**EXERCISE INSTRUCTIONS**:
Where the string "Option" occurs in the material below, report the whole line.

Segment Open

//! Messages exchanged over the inter-process channel.
//!
//! The controller sends [`ControlMessage`]s; the worker answers with
//! [`EventMessage`]s. Both serialize as one JSON object with a `type` tag, which
//! the transport writes as one line per message.

use serde::{Deserialize, Serialize};

use crate::{AggregateResponse, ChatPayload, ErrorEnvelope, Fragment, RequestId, TerminalOutcome};

fn default_streaming() -> bool {
    true
}

/// Controller → worker.
#[derive(Debug, Clone, PartialEq, Serialize, Deserialize)]
#[serde(tag = "type", rename_all = "snake_case")]
pub enum ControlMessage {
    StartRequest {
        id: RequestId,
        payload: ChatPayload,
        #[serde(default = "default_streaming")]
        streaming: bool,
    },
    CancelRequest {
        id: RequestId,
    },
}

impl ControlMessage {
    pub fn id(&self) -> &RequestId {
        match self {
            ControlMessage::StartRequest { id, .. } | ControlMessage::CancelRequest { id } => id,
        }
    }
}

/// Worker → controller.
#[derive(Debug, Clone, PartialEq, Serialize, Deserialize)]
#[serde(tag = "type", rename_all = "snake_case")]
pub enum EventMessage {
    Chunk {
        id: RequestId,
        seq: u64,
        data: String,
    },
    Done {
        id: RequestId,
        /// Present only when the request was started with `streaming: false`.
        #[serde(default, skip_serializing_if = "Option::is_none")]
        aggregate_result: Option<AggregateResponse>,
    },
    Error {
        id: RequestId,
        envelope: ErrorEnvelope,
    },
    Cancelled {
        id: RequestId,
    },
}

impl EventMessage {
    pub fn chunk(id: RequestId, fragment: Fragment) -> Self {
        EventMessage::Chunk {
            id,
            seq: fragment.seq,
            data: fragment.data,
        }
    }

    /// The event that reports `outcome` for `id`.
    pub fn terminal(id: RequestId, outcome: TerminalOutcome) -> Self {
        match outcome {
            TerminalOutcome::Completed { aggregate } => EventMessage::Done {
                id,
                aggregate_result: aggregate,
            },
            TerminalOutcome::Failed(envelope) => EventMessage::Error { id, envelope },
            TerminalOutcome::Cancelled => EventMessage::Cancelled { id },
        }
    }

    pub fn id(&self) -> &RequestId {
        match self {
            EventMessage::Chunk { id, .. }
            | EventMessage::Done { id, .. }
            | EventMessage::Error { id, .. }
            | EventMessage::Cancelled { id } => id,
        }
    }

    /// Done, Error and Cancelled end a request; Chunk does not.
    pub fn is_terminal(&self) -> bool {
        !matches!(self, EventMessage::Chunk { .. })
    }
}

#[cfg(test)]
mod tests {
    use super::*;

    use serde_json::json;

    use crate::{ChatMessage, ErrorKind};

    fn r1() -> RequestId {
        RequestId::new("r1").unwrap()
    }

    #[test]
    fn test_start_request_wire_shape() {
        let raw = json!({
            "type": "start_request",
            "id": "r1",
            "payload": {"messages": [{"role": "user", "content": "hi"}]},
            "streaming": true
        });
        let msg: ControlMessage = serde_json::from_value(raw).unwrap();
        assert_eq!(
            msg,
            ControlMessage::StartRequest {
                id: r1(),
                payload: ChatPayload::new(vec![ChatMessage::user("hi")]),
                streaming: true,
            }
        );
    }

    #[test]
    fn test_streaming_defaults_to_true() {
        let raw = json!({"type": "start_request", "id": "r1", "payload": {"messages": []}});
        let msg: ControlMessage = serde_json::from_value(raw).unwrap();
        assert!(matches!(msg, ControlMessage::StartRequest { streaming: true, .. }));
    }

    #[test]
    fn test_cancel_with_empty_id_is_rejected() {
        let raw = json!({"type": "cancel_request", "id": ""});
        assert!(serde_json::from_value::<ControlMessage>(raw).is_err());
    }

    #[test]
    fn test_event_wire_shapes() {
        let chunk = EventMessage::chunk(r1(), Fragment::new(0, "He"));
        assert_eq!(
            serde_json::to_value(&chunk).unwrap(),
            json!({"type": "chunk", "id": "r1", "seq": 0, "data": "He"})
        );

        let done = EventMessage::terminal(r1(), TerminalOutcome::Completed { aggregate: None });
        assert_eq!(
            serde_json::to_value(&done).unwrap(),
            json!({"type": "done", "id": "r1"})
        );

        let cancelled = EventMessage::terminal(r1(), TerminalOutcome::Cancelled);
        assert_eq!(
            serde_json::to_value(&cancelled).unwrap(),
            json!({"type": "cancelled", "id": "r1"})
        );
    }

    #[test]
    fn test_error_event_carries_envelope() {
        let envelope = ErrorEnvelope::new(ErrorKind::ConnectionError, "engine unreachable");
        let event = EventMessage::terminal(r1(), TerminalOutcome::Failed(envelope.clone()));
        assert!(event.is_terminal());

        let value = serde_json::to_value(&event).unwrap();
        assert_eq!(value["type"], "error");
        assert_eq!(value["envelope"]["kind"], "connection_error");
        assert_eq!(value["envelope"]["retryable"], true);

        let back: EventMessage = serde_json::from_value(value).unwrap();
        assert_eq!(back, EventMessage::Error { id: r1(), envelope });
    }
}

Segment Closed

**YOUR SOLUTION**:
        #[serde(default, skip_serializing_if = "Option::is_none")]
        aggregate_result: Option<AggregateResponse>,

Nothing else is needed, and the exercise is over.